_Work task_. Work out how many lines below contain "type". Provide only the figure.

_Source data_.
//! Tracing subscriber setup
//!
//! The library only emits `tracing` events. Applications embedding it call
//! `init` once; `RUST_LOG` takes precedence over the configured level.

use tracing_subscriber::{fmt, EnvFilter};

use crate::config::LoggingConfig;

/// Install the global fmt subscriber. Returns `false` if one was already
/// installed, which is harmless (tests call this repeatedly).
pub fn init(config: &LoggingConfig) -> bool {
    let filter = EnvFilter::try_from_default_env()
        .or_else(|_| EnvFilter::try_new(&config.level))
        .unwrap_or_else(|_| EnvFilter::new("info"));

    fmt()
        .with_env_filter(filter)
        .with_target(false)
        .try_init()
        .is_ok()
}

#[cfg(test)]
mod tests {
    use super::*;

    #[test]
    fn test_init_is_idempotent() {
        let config = LoggingConfig::default();
        init(&config);
        assert!(!init(&config));
    }
}
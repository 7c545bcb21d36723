//! Machine-readable record of one test invocation.

use std::path::Path;

use chrono::{DateTime, Utc};
use serde::{Deserialize, Serialize};
use uuid::Uuid;

use crate::descriptor::{Expectation, TestKind};
use crate::error::Result;
use crate::judge::Verdict;
use crate::stage::StagingMode;
use crate::verifier::Phase;

/// Outcome of one `run` invocation.
#[derive(Debug, Clone, Serialize, Deserialize, PartialEq)]
pub struct TestReport {
    pub invocation_id: Uuid,
    pub directory: String,
    pub kind: TestKind,
    pub expectation: Expectation,
    pub staging: StagingMode,
    pub staged_files: Vec<String>,
    pub sources_digest: String,
    /// Last phase reached.
    pub phase: Phase,
    pub build_exit_code: Option<i32>,
    pub run_exit_code: Option<i32>,
    pub run_stdout: Option<String>,
    pub verdict: Verdict,
    /// Human-readable failure reason, absent on pass.
    pub message: Option<String>,
    pub started_at: DateTime<Utc>,
    pub duration_ms: u64,
}

impl TestReport {
    pub fn passed(&self) -> bool {
        self.verdict.passed()
    }

    /// Write the report as pretty JSON.
    pub fn write_to(&self, path: &Path) -> Result<()> {
        let json = serde_json::to_string_pretty(self)?;
        std::fs::write(path, json)?;
        Ok(())
    }
}

#[cfg(test)]
mod tests {
    use super::*;
    use crate::judge::Mismatch;
    use serde_json::Value;

    fn sample(verdict: Verdict) -> TestReport {
        let message = verdict.mismatch().map(ToString::to_string);
        TestReport {
            invocation_id: Uuid::new_v4(),
            directory: "print-42".to_string(),
            kind: TestKind::Runtime,
            expectation: Expectation::Output("42\n".to_string()),
            staging: StagingMode::Isolated,
            staged_files: vec!["app.eo".to_string(), "test.json".to_string()],
            sources_digest: "ab".repeat(32),
            phase: Phase::Judged,
            build_exit_code: Some(0),
            run_exit_code: Some(0),
            run_stdout: Some("43\n".to_string()),
            verdict,
            message,
            started_at: Utc::now(),
            duration_ms: 1234,
        }
    }

    #[test]
    fn test_report_schema_fields() {
        let report = sample(Verdict::Pass);
        let v: Value = serde_json::to_value(&report).unwrap();
        let obj = v.as_object().expect("top-level object");
        for key in &[
            "invocation_id",
            "directory",
            "kind",
            "expectation",
            "staging",
            "staged_files",
            "sources_digest",
            "phase",
            "build_exit_code",
            "run_exit_code",
            "run_stdout",
            "verdict",
            "message",
            "started_at",
            "duration_ms",
        ] {
            assert!(obj.contains_key(*key), "missing key: {}", key);
        }
        assert_eq!(obj["kind"], "runtime");
        assert_eq!(obj["staging"], "isolated");
        assert_eq!(obj["expectation"]["expect"], "output");
    }

    #[test]
    fn test_report_write_and_read_back() {
        let dir = tempfile::tempdir().unwrap();
        let path = dir.path().join("report.json");
        let report = sample(Verdict::Fail(Mismatch::OutputMismatch {
            expected: "42\n".to_string(),
            actual: "43\n".to_string(),
        }));

        report.write_to(&path).unwrap();
        let read: TestReport =
            serde_json::from_str(&std::fs::read_to_string(&path).unwrap()).unwrap();
        assert_eq!(read, report);
        assert!(!read.passed());
        assert!(read.message.unwrap().contains("Expected runtime result"));
    }
}
//! Harness configuration.
//!
//! Defaults reproduce the layout of the EO language test suite:
//!
//! ```text
//! .github/workflows/eo-language-tests/
//!   tests/<test>/test.json
//!   environments/compilation-tests-environment/{pom.xml, eo/}
//!   environments/runtime-tests-environment/{pom.xml, run.sh, eo/}
//! ```
//!
//! A JSON file may override any field; fields left out keep their defaults.

use std::path::{Path, PathBuf};

use serde::{Deserialize, Serialize};

use crate::command::CommandSpec;
use crate::descriptor::TestKind;
use crate::error::{HarnessError, Result};
use crate::stage::{Stager, StagingMode};
use crate::toolchain::CommandToolchain;

const SUITE_ROOT: &str = ".github/workflows/eo-language-tests";

/// Build environment for one test kind.
#[derive(Debug, Clone, Serialize, Deserialize, PartialEq, Eq)]
#[serde(deny_unknown_fields)]
pub struct EnvironmentConfig {
    /// Environment directory, relative to `environments_root`.
    pub directory: PathBuf,

    pub build: CommandSpec,

    /// Runner for the produced program. Required for runtime tests.
    #[serde(default)]
    pub run: Option<CommandSpec>,
}

/// Top-level harness configuration.
#[derive(Debug, Clone, Serialize, Deserialize, PartialEq, Eq)]
#[serde(default, deny_unknown_fields)]
pub struct HarnessConfig {
    /// Directory holding one subdirectory per test.
    pub tests_root: PathBuf,

    /// Directory holding the per-kind environments.
    pub environments_root: PathBuf,

    /// Folder inside an environment that receives test files.
    pub sources_subdir: PathBuf,

    pub staging: StagingMode,

    /// Parent of isolated working directories (system temp dir when unset).
    pub work_root: Option<PathBuf>,

    pub compilation: EnvironmentConfig,

    pub runtime: EnvironmentConfig,
}

impl Default for HarnessConfig {
    fn default() -> Self {
        let suite = PathBuf::from(SUITE_ROOT);
        Self {
            tests_root: suite.join("tests"),
            environments_root: suite.join("environments"),
            sources_subdir: PathBuf::from("eo"),
            staging: StagingMode::default(),
            work_root: None,
            compilation: EnvironmentConfig {
                directory: PathBuf::from("compilation-tests-environment"),
                build: CommandSpec::maven_compile(),
                run: None,
            },
            runtime: EnvironmentConfig {
                directory: PathBuf::from("runtime-tests-environment"),
                build: CommandSpec::maven_compile(),
                run: Some(CommandSpec::run_script()),
            },
        }
    }
}

impl HarnessConfig {
    /// Load a JSON config file and validate it.
    pub fn load(path: &Path) -> Result<Self> {
        let text = std::fs::read_to_string(path).map_err(|e| {
            HarnessError::InvalidConfig(format!("cannot read {}: {e}", path.display()))
        })?;
        let config: Self = serde_json::from_str(&text).map_err(|e| {
            HarnessError::InvalidConfig(format!("{}: {e}", path.display()))
        })?;
        config.validate()?;
        Ok(config)
    }

    /// Check invariants serde cannot express.
    pub fn validate(&self) -> Result<()> {
        for kind in [TestKind::Compilation, TestKind::Runtime] {
            if self.environment(kind).build.command.is_empty() {
                return Err(HarnessError::InvalidConfig(format!(
                    "{kind} build command is empty"
                )));
            }
        }
        match &self.runtime.run {
            Some(run) if !run.command.is_empty() => Ok(()),
            _ => Err(HarnessError::InvalidConfig(
                "runtime environment needs a non-empty run command".to_string(),
            )),
        }
    }

    pub fn environment(&self, kind: TestKind) -> &EnvironmentConfig {
        match kind {
            TestKind::Compilation => &self.compilation,
            TestKind::Runtime => &self.runtime,
        }
    }

    /// Environment template directory for `kind`.
    pub fn environment_dir(&self, kind: TestKind) -> PathBuf {
        self.environments_root
            .join(&self.environment(kind).directory)
    }

    /// Directory of the named test.
    pub fn test_dir(&self, directory: &str) -> PathBuf {
        self.tests_root.join(directory)
    }

    pub fn stager(&self) -> Stager {
        Stager::new(
            self.staging,
            self.sources_subdir.clone(),
            self.work_root.clone(),
        )
    }

    pub fn toolchain(&self, kind: TestKind) -> CommandToolchain {
        let env = self.environment(kind);
        CommandToolchain::new(env.build.clone(), env.run.clone())
    }
}
//! Harness error taxonomy.
//!
//! These are infrastructure and descriptor failures that abort an invocation.
//! Expected-vs-actual mismatches are not errors; they are carried by
//! [`crate::judge::Verdict::Fail`].

use std::path::PathBuf;

use crate::descriptor::TestKind;

/// Errors produced while loading, staging, or executing a test.
#[derive(Debug, thiserror::Error)]
pub enum HarnessError {
    #[error("descriptor not found: {}", path.display())]
    DescriptorMissing { path: PathBuf },

    #[error("malformed descriptor {}: {source}", path.display())]
    MalformedDescriptor {
        path: PathBuf,
        #[source]
        source: serde_json::Error,
    },

    #[error("invalid descriptor {}: {reason}", path.display())]
    InvalidDescriptor { path: PathBuf, reason: String },

    #[error("unknown type of the test: {found}")]
    UnknownKind { found: String },

    #[error("unknown type of the test: expected a {expected} test, found {found}")]
    KindMismatch { expected: TestKind, found: TestKind },

    #[error("invalid test name '{name}': expected a directory directly under the tests root")]
    InvalidTestName { name: String },

    #[error("test directory not found: {}", path.display())]
    TestDirMissing { path: PathBuf },

    #[error("environment template not found: {}", path.display())]
    EnvironmentMissing { path: PathBuf },

    #[error("command for '{step}' is empty")]
    EmptyCommand { step: String },

    #[error("failed to spawn '{program}' for '{step}': {source}")]
    Spawn {
        step: String,
        program: String,
        #[source]
        source: std::io::Error,
    },

    #[error("'{step}' timed out after {timeout_secs} seconds")]
    Timeout { step: String, timeout_secs: u64 },

    #[error("invalid configuration: {0}")]
    InvalidConfig(String),

    #[error("serialization error: {0}")]
    Serialization(#[from] serde_json::Error),

    #[error("directory walk failed: {0}")]
    Walk(#[from] walkdir::Error),

    #[error("io error: {0}")]
    Io(#[from] std::io::Error),
}

/// Result type for harness operations.
pub type Result<T> = std::result::Result<T, HarnessError>;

_The completed task_. 4